The search for the line between ethical and unethical behavior is of course not limited to our taxes. These days we're also hearing a lot of discussion about the ethical uses of technology, and in particular, AI.
These discussions of ethical principles for the development and use of technology are important. We should be building consensus around the ways to ensure our technology benefits society, respects human rights, and minimizes potential harm to ourselves and our world.
But what if developing and using technology ethically wasn't enough? Principles like fairness, respect for privacy, safety, accessibility, and sustainability are good and important for our flourishing and the good of the world around us. The principles are important guidelines that our technology should meet or exceed. But just like tax law, it’s our natural impulse to frame ethical guidelines in such a way that we optimize for satisfying the requirements without exceeding them.
What if the question of whether a particular technology is ethical or unethical is the wrong one? Ethical principles don't come from nowhere.
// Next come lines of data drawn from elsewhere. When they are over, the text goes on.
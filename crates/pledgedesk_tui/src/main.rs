//! Pledgedesk backoffice - administrative terminal UI for the platform.

mod actions;
mod app;
mod command;
mod config;
mod event;
mod listing;
mod migrate;
mod ui;

use std::sync::Arc;

use anyhow::Context;
use clap::{Parser, Subcommand};
use console::Term;
use pledgedesk::worker::{DatabaseJobStore, JobQueue};
use tracing_subscriber::EnvFilter;

use crate::app::{App, OrganizationScope};

#[derive(Parser)]
#[command(name = "pledgedesk-backoffice")]
#[command(version)]
#[command(about = "Administrative terminal UI for the Pledgedesk platform")]
#[command(
    long_about = "The backoffice lists the repositories of every claimed organization, with \
structured and fuzzy search, and can open repositories externally, queue \
badge updates, and queue platform re-syncs."
)]
#[command(after_long_help = r#"EXAMPLES
    Browse every repository:
        $ pledgedesk-backoffice

    Browse one organization's repositories:
        $ pledgedesk-backoffice --organization acme

    Search (ctrl+f inside the UI):
        org:acme widgets     repositories named *widgets* under orgs whose slug contains "acme"

CONFIGURATION
    The backoffice reads configuration from:
      1. ~/.config/pledgedesk/config.toml (or $XDG_CONFIG_HOME/pledgedesk/config.toml)
      2. ./pledgedesk.toml
      3. Environment variables (PLEDGEDESK_* prefix)
      4. .env file in current directory

ENVIRONMENT VARIABLES
    PLEDGEDESK_DATABASE_URL    Database connection string (default: ~/.local/state/pledgedesk/backoffice.db)
"#)]
struct Cli {
    /// Scope the listing to one organization slug
    #[arg(short, long)]
    organization: Option<String>,

    /// Database connection string (overrides config and environment)
    #[arg(long)]
    database_url: Option<String>,

    #[command(subcommand)]
    command: Option<Commands>,
}

#[derive(Subcommand)]
enum Commands {
    /// Run database migrations
    Migrate {
        #[command(subcommand)]
        action: MigrateAction,
    },
}

#[derive(Subcommand)]
enum MigrateAction {
    /// Apply all pending migrations
    Up,
    /// Rollback the last migration
    Down,
    /// Show migration status
    Status,
    /// Fresh install - drop all tables and reapply migrations
    Fresh,
}

#[tokio::main]
async fn main() -> anyhow::Result<()> {
    dotenvy::dotenv().ok();

    // Structured logging only when stdout is not a terminal; interactively
    // the TUI owns the screen.
    if !Term::stdout().is_term() {
        let env_filter = match EnvFilter::try_from_default_env() {
            Ok(filter) => filter,
            Err(_) => EnvFilter::new("pledgedesk=info,pledgedesk_tui=info"),
        };

        tracing_subscriber::fmt()
            .with_env_filter(env_filter)
            .with_target(false)
            .init();
    }

    let config = config::Config::load();
    let cli = Cli::parse();

    let database_url = cli
        .database_url
        .clone()
        .or_else(|| config.database_url())
        .context("could not determine database URL")?;

    // Ensure the database directory exists for SQLite
    if database_url.starts_with("sqlite://") {
        let db_path = database_url.trim_start_matches("sqlite://");
        // Strip query parameters (e.g., ?mode=rwc) before path operations
        let db_path = db_path.split('?').next().unwrap_or(db_path);
        let db_path = std::path::Path::new(db_path);

        if let Some(parent) = db_path.parent() {
            if !parent.as_os_str().is_empty() {
                std::fs::create_dir_all(parent)?;
            }
        }
    }

    match cli.command {
        Some(Commands::Migrate { action }) => {
            migrate::handle_migrate(action, &database_url).await?;
        }
        None => {
            run_tui(cli.organization.as_deref(), &config, &database_url).await?;
        }
    }

    Ok(())
}

async fn run_tui(
    organization: Option<&str>,
    config: &config::Config,
    database_url: &str,
) -> anyhow::Result<()> {
    let db = pledgedesk::connect_and_migrate(database_url)
        .await
        .context("failed to connect to the database")?;

    let scope = match organization {
        Some(slug) => {
            let organization = pledgedesk::organization::find_by_slug(&db, slug)
                .await?
                .with_context(|| format!("no organization with slug '{slug}'"))?;
            Some(OrganizationScope {
                id: organization.id,
                slug: organization.slug,
            })
        }
        None => None,
    };

    let queue = Arc::new(JobQueue::new(Arc::new(DatabaseJobStore::new(db.clone()))));
    let app = App::new(db, queue, config.frontend_base_url(), scope);

    let mut terminal = ratatui::init();
    let result = app.run(&mut terminal).await;
    ratatui::restore();
    result
}
//! Enumerations shared by the transaction schema contracts.

use serde::{Deserialize, Serialize};

/// Polymorphic type of a ledger transaction.
#[derive(Debug, Clone, Copy, PartialEq, Eq, Serialize, Deserialize)]
#[serde(rename_all = "snake_case")]
pub enum TransactionType {
    /// Funded by a pledge on an issue.
    Pledge,
    /// Funded by a product order.
    Order,
    /// Money moved out to the receiving account.
    Payout,
    /// A fee incurred by another transaction.
    Fee,
}

/// Payment processor a transaction went through.
#[derive(Debug, Clone, Copy, PartialEq, Eq, Serialize, Deserialize)]
#[serde(rename_all = "snake_case")]
pub enum Processor {
    Stripe,
    OpenCollective,
}

/// Kind of platform fee a fee transaction represents.
#[derive(Debug, Clone, Copy, PartialEq, Eq, Serialize, Deserialize)]
#[serde(rename_all = "snake_case")]
pub enum PlatformFeeType {
    Payment,
    InternationalPayment,
    Subscription,
    Invoice,
    CrossBorderTransfer,
    Payout,
    Account,
}

/// Lifecycle state of a pledge.
#[derive(Debug, Clone, Copy, PartialEq, Eq, Serialize, Deserialize)]
#[serde(rename_all = "snake_case")]
pub enum PledgeState {
    Initiated,
    Created,
    Pending,
    Refunded,
    Disputed,
    Cancelled,
}

/// Billing interval of a recurring product subscription.
#[derive(Debug, Clone, Copy, PartialEq, Eq, Serialize, Deserialize)]
#[serde(rename_all = "snake_case")]
pub enum SubscriptionRecurringInterval {
    Month,
    Year,
}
They are developed from the careful inquiry of deeper philosophical questions like:
What does it mean to be human?
What makes a good life?
What are my responsibilities to those around me?
What responsibilities do I have to myself?
What is the nature of reality?
The problem with much of our conversation around the ethical development of technology is that it doesn't go deep enough. All too often we stop at the layer of ethics. We ask what is the minimum required instead of chasing a deeper vision of human flourishing. What if we didn't see the ethical use of technology as something that outlines the bounds of what we can do, but we saw it as a guiding force that points us to a deeper and bolder vision of what we should do?
We've got to stop viewing ethical considerations as a list of constraints to be satisfied with as little margin as possible. To do that we've got to change the whole ethos of our approach to our work. The ethical way is the baseline. To go deeper, we need a redemptive reframe.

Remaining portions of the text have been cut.